● What the task asks
This task calls for copying every line of the records that includes the word "process".

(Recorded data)
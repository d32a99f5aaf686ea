//! Events emitted synchronously from `protect`/`unprotect` (spec.md §6, §9).
//!
//! The original (libsrtp) design uses a process-wide event handler pointer;
//! per spec.md §9's REDESIGN FLAGS this is instead a per-[`crate::session::Session`]
//! setting, which composes better with multiple independent sessions in one
//! process and needs no global mutable state or init/shutdown lifecycle.

/// Reported out-of-band; never fails the packet that triggered them.
#[derive(Copy, Clone, Debug, PartialEq, Eq)]
pub enum Event {
    SsrcCollision { ssrc: u32 },
    KeySoftLimit { ssrc: u32 },
    KeyHardLimit { ssrc: u32 },
    PacketIndexLimit { ssrc: u32 },
}

/// Implement to observe events. The default no-op handler is used when a
/// session is created without one. Handlers must not re-enter the session
/// that invoked them (spec.md §5).
pub trait EventHandler: Send {
    fn handle(&mut self, event: Event);
}

pub(crate) struct NoopEventHandler;

impl EventHandler for NoopEventHandler {
    fn handle(&mut self, _event: Event) {}
}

● Response
//! The original (libsrtp) design uses a process-wide event handler pointer;
//! process and needs no global mutable state or init/shutdown lifecycle.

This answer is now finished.